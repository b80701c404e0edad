//! Raw byte relay between a proxy client and a tunnel target.
//!
//! Target-to-client bytes are pumped by a task owned by the relay. The
//! client-to-target direction is driven by the connection's read half, which
//! forwards through a [`TunnelInlet`] once the connection has been directed
//! into the tunnel.

use std::sync::atomic::{AtomicU64, Ordering};
use std::sync::Arc;
use std::time::{Duration, Instant};
use tokio::io::{AsyncRead, AsyncReadExt, AsyncWrite, AsyncWriteExt};
use tokio::net::tcp::OwnedWriteHalf;
use tokio::net::TcpStream;
use tokio::task::JoinHandle;
use tokio_util::sync::CancellationToken;
use tracing::debug;

const RELAY_CHUNK: usize = 16 * 1024;

/// Handle on a running tunnel. Clones share the same tunnel.
#[derive(Clone)]
pub struct TunnelRelay {
    cancel: CancellationToken,
    opened: Instant,
    /// Milliseconds since `opened` at the last relayed byte.
    last_activity: Arc<AtomicU64>,
    idle_timeout: Duration,
}

impl TunnelRelay {
    /// Start relaying `target` to `sink`. Returns the relay, the inlet for
    /// client bytes, and the pump task.
    pub fn open<S>(sink: S, target: TcpStream, idle_timeout: Duration) -> (Self, TunnelInlet, JoinHandle<()>)
    where
        S: AsyncWrite + Unpin + Send + 'static,
    {
        let relay = Self {
            cancel: CancellationToken::new(),
            opened: Instant::now(),
            last_activity: Arc::new(AtomicU64::new(0)),
            idle_timeout,
        };
        let (target_rd, target_wr) = target.into_split();
        let pump = tokio::spawn(relay.clone().pump(target_rd, sink));
        let inlet = TunnelInlet {
            target: target_wr,
            relay: relay.clone(),
        };
        (relay, inlet, pump)
    }

    /// End the relay. Safe to call any number of times; wakes the pump.
    pub fn close(&self) {
        if !self.cancel.is_cancelled() {
            debug!("closing tunnel");
            self.cancel.cancel();
        }
    }

    pub fn is_closed(&self) -> bool {
        self.cancel.is_cancelled()
    }

    /// Resolves once the relay is closed.
    pub async fn closed(&self) {
        self.cancel.cancelled().await;
    }

    fn touch(&self) {
        let elapsed = self.opened.elapsed().as_millis() as u64;
        self.last_activity.store(elapsed, Ordering::Relaxed);
    }

    fn idle_for(&self) -> Duration {
        let last = Duration::from_millis(self.last_activity.load(Ordering::Relaxed));
        self.opened.elapsed().saturating_sub(last)
    }

    async fn pump<R, S>(self, mut target: R, mut sink: S)
    where
        R: AsyncRead + Unpin,
        S: AsyncWrite + Unpin,
    {
        let mut buf = vec![0u8; RELAY_CHUNK];
        loop {
            let idle_left = self.idle_timeout.saturating_sub(self.idle_for());
            tokio::select! {
                () = self.cancel.cancelled() => break,
                read = target.read(&mut buf) => match read {
                    Ok(0) => {
                        debug!("tunnel target closed the connection");
                        break;
                    }
                    Ok(n) => {
                        if let Err(e) = sink.write_all(&buf[..n]).await {
                            debug!("tunnel client write failed: {e}");
                            break;
                        }
                        self.touch();
                    }
                    Err(e) => {
                        debug!("tunnel target read failed: {e}");
                        break;
                    }
                },
                () = tokio::time::sleep(idle_left) => {
                    if self.idle_for() >= self.idle_timeout {
                        debug!("tunnel idle for {:?}, closing", self.idle_timeout);
                        break;
                    }
                }
            }
        }
        let _ = sink.shutdown().await;
        self.close();
    }
}

/// Client-to-target direction of a tunnel.
pub struct TunnelInlet {
    target: OwnedWriteHalf,
    relay: TunnelRelay,
}

impl TunnelInlet {
    pub fn relay(&self) -> &TunnelRelay {
        &self.relay
    }

    pub async fn forward(&mut self, bytes: &[u8]) -> std::io::Result<()> {
        if bytes.is_empty() {
            return Ok(());
        }
        self.target.write_all(bytes).await?;
        self.relay.touch();
        Ok(())
    }

    /// Forward everything `client` sends until it closes or the relay ends.
    /// Closes the relay on return.
    pub async fn run<R>(mut self, mut client: R)
    where
        R: AsyncRead + Unpin,
    {
        let mut buf = vec![0u8; RELAY_CHUNK];
        let cancel = self.relay.cancel.clone();
        loop {
            tokio::select! {
                () = cancel.cancelled() => break,
                read = client.read(&mut buf) => match read {
                    Ok(0) => {
                        debug!("tunnel client closed the connection");
                        break;
                    }
                    Ok(n) => {
                        if let Err(e) = self.forward(&buf[..n]).await {
                            debug!("tunnel target write failed: {e}");
                            break;
                        }
                    }
                    Err(e) => {
                        debug!("tunnel client read failed: {e}");
                        break;
                    }
                },
            }
        }
        let _ = self.target.shutdown().await;
        self.relay.close();
    }
}

#[cfg(test)]
mod tests {
    use super::*;
    use tokio::io::duplex;
    use tokio::net::TcpListener;

    /// A connected pair of TCP streams on loopback.
    async fn tcp_pair() -> (TcpStream, TcpStream) {
        let listener = TcpListener::bind("127.0.0.1:0").await.unwrap();
        let addr = listener.local_addr().unwrap();
        let (client, accepted) = tokio::join!(TcpStream::connect(addr), listener.accept());
        (client.unwrap(), accepted.unwrap().0)
    }

    #[tokio::test]
    async fn relays_both_directions() {
        let (target_near, mut target_far) = tcp_pair().await;
        let (sink, mut client_view) = duplex(1024);
        let (client_in, mut client_out) = duplex(1024);
        let (relay, inlet, pump) = TunnelRelay::open(sink, target_near, Duration::from_secs(5));
        let inlet_task = tokio::spawn(inlet.run(client_in));

        client_out.write_all(b"ping").await.unwrap();
        let mut got = [0u8; 4];
        target_far.read_exact(&mut got).await.unwrap();
        assert_eq!(&got, b"ping");

        target_far.write_all(b"pong").await.unwrap();
        client_view.read_exact(&mut got).await.unwrap();
        assert_eq!(&got, b"pong");

        drop(target_far);
        pump.await.unwrap();
        assert!(relay.is_closed());
        inlet_task.await.unwrap();
    }

    #[tokio::test]
    async fn close_is_idempotent_and_wakes_the_pump() {
        let (target_near, _target_far) = tcp_pair().await;
        let (sink, _client_view) = duplex(64);
        let (relay, _inlet, pump) = TunnelRelay::open(sink, target_near, Duration::from_secs(60));
        relay.close();
        relay.close();
        tokio::time::timeout(Duration::from_secs(2), pump)
            .await
            .unwrap()
            .unwrap();
        assert!(relay.is_closed());
    }

    #[tokio::test]
    async fn idle_tunnel_is_closed() {
        let (target_near, _target_far) = tcp_pair().await;
        let (sink, _client_view) = duplex(64);
        let (relay, _inlet, pump) = TunnelRelay::open(sink, target_near, Duration::from_millis(100));
        tokio::time::timeout(Duration::from_secs(2), pump)
            .await
            .unwrap()
            .unwrap();
        assert!(relay.is_closed());
    }

    #[tokio::test]
    async fn activity_defers_idle_close() {
        let (target_near, mut target_far) = tcp_pair().await;
        let (sink, mut client_view) = duplex(64);
        let (relay, _inlet, _pump) = TunnelRelay::open(sink, target_near, Duration::from_millis(300));
        for _ in 0..4 {
            tokio::time::sleep(Duration::from_millis(150)).await;
            target_far.write_all(b"x").await.unwrap();
            let mut one = [0u8; 1];
            client_view.read_exact(&mut one).await.unwrap();
        }
        assert!(!relay.is_closed());
        relay.closed().await;
    }
}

··········

> **Your instructions**
Only the lines that contain the string "match" are to be copied from the records.

> **Response area**
                read = target.read(&mut buf) => match read {
                read = client.read(&mut buf) => match read {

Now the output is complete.